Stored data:
== Segment start ==

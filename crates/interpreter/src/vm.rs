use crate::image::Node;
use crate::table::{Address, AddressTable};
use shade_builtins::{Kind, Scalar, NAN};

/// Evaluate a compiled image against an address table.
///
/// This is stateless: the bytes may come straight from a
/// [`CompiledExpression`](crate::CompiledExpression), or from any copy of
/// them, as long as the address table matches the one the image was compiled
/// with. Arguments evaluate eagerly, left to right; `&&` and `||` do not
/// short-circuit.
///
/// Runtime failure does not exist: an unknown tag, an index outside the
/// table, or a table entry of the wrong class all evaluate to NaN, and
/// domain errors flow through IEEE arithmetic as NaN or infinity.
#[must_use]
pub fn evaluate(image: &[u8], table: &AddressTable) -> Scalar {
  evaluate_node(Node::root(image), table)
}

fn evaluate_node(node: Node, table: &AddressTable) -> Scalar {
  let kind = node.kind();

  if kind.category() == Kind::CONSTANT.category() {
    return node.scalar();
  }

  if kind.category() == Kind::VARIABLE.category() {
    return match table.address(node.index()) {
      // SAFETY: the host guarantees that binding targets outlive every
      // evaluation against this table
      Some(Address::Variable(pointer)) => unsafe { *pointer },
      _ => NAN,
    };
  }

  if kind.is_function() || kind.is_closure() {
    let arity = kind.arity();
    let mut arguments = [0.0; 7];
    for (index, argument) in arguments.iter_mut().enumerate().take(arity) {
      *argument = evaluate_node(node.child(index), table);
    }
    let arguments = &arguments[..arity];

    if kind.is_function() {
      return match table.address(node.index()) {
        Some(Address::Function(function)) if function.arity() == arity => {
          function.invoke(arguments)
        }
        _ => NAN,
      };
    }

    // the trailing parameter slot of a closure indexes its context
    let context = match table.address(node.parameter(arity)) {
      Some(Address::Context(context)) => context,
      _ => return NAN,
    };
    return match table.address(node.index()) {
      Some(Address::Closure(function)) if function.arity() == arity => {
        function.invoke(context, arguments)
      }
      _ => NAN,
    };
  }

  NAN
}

== Segment end ==
== Segment start ==

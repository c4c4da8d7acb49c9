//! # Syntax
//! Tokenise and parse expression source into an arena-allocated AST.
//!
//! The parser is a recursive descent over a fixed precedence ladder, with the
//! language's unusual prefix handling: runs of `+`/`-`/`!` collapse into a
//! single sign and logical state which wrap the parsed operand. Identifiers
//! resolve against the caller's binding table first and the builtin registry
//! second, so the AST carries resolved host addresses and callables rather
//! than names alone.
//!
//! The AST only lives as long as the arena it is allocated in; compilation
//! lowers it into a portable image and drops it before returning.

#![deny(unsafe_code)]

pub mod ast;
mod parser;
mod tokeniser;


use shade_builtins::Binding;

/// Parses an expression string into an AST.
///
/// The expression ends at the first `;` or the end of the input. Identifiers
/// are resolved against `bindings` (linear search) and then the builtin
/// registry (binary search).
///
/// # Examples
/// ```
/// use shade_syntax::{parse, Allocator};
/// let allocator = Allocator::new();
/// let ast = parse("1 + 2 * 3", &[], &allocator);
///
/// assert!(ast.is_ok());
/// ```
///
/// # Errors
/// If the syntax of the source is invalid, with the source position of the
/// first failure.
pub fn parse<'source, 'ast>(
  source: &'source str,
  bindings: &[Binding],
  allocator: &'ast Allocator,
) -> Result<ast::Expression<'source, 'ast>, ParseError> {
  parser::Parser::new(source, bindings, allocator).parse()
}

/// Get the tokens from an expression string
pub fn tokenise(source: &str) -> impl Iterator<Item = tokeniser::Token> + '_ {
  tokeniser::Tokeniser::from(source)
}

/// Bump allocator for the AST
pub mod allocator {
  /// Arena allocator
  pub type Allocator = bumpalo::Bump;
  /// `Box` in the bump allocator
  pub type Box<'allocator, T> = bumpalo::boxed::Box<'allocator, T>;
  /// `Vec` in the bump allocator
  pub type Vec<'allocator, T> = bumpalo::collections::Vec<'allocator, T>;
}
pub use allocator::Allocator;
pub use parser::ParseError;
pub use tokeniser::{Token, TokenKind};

== Segment end ==
== Segment start ==

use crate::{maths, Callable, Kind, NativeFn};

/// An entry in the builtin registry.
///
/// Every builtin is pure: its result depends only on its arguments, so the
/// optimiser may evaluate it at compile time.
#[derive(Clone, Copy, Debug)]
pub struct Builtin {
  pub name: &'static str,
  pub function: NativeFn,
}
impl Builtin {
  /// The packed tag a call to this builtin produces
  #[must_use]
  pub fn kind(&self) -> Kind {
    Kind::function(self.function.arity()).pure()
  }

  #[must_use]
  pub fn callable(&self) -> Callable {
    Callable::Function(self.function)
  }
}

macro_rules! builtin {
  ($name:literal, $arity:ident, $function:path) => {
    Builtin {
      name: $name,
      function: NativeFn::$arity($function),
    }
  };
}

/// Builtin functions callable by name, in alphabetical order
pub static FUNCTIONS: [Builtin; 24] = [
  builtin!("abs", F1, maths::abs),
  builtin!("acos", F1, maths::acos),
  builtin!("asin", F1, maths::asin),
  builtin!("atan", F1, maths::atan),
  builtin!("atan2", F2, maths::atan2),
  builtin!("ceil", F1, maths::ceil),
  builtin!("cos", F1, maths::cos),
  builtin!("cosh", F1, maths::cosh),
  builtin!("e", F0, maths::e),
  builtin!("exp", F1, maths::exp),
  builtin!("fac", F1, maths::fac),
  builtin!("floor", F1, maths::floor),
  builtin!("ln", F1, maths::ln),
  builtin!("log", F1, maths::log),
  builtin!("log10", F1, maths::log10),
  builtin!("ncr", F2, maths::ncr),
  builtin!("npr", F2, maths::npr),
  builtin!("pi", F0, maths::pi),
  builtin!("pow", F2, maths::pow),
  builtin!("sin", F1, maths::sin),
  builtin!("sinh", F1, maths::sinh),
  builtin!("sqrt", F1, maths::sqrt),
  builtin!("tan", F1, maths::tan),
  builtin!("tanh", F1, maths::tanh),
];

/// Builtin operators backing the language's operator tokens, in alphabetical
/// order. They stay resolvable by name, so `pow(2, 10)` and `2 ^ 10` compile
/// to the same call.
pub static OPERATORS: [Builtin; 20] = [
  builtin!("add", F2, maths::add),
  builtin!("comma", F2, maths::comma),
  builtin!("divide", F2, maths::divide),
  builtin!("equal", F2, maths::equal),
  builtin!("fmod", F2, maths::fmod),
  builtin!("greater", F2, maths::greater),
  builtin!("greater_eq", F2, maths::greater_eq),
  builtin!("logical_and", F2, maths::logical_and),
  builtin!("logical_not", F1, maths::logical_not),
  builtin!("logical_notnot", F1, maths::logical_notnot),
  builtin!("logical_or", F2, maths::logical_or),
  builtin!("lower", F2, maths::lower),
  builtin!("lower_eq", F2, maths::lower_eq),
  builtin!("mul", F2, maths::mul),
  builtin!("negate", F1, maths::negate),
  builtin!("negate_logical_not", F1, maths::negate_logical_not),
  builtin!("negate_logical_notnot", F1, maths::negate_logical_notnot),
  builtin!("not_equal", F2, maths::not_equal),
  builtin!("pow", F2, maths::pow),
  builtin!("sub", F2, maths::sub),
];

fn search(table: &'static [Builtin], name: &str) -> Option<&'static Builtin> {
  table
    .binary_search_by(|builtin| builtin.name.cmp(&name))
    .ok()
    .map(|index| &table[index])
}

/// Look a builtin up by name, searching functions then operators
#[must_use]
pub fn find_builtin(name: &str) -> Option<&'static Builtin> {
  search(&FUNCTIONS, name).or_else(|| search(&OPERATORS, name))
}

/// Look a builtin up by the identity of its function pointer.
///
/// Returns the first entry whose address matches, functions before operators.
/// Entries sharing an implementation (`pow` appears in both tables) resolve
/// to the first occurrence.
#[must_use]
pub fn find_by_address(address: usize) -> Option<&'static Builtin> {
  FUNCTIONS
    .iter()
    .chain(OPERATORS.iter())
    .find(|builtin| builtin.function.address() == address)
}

== Segment end ==

Required work: Within the entries above, find the string "static" and return each line that holds it.

Reply:
  pub name: &'static str,
pub static FUNCTIONS: [Builtin; 24] = [
pub static OPERATORS: [Builtin; 20] = [
fn search(table: &'static [Builtin], name: &str) -> Option<&'static Builtin> {
pub fn find_builtin(name: &str) -> Option<&'static Builtin> {
pub fn find_by_address(address: usize) -> Option<&'static Builtin> {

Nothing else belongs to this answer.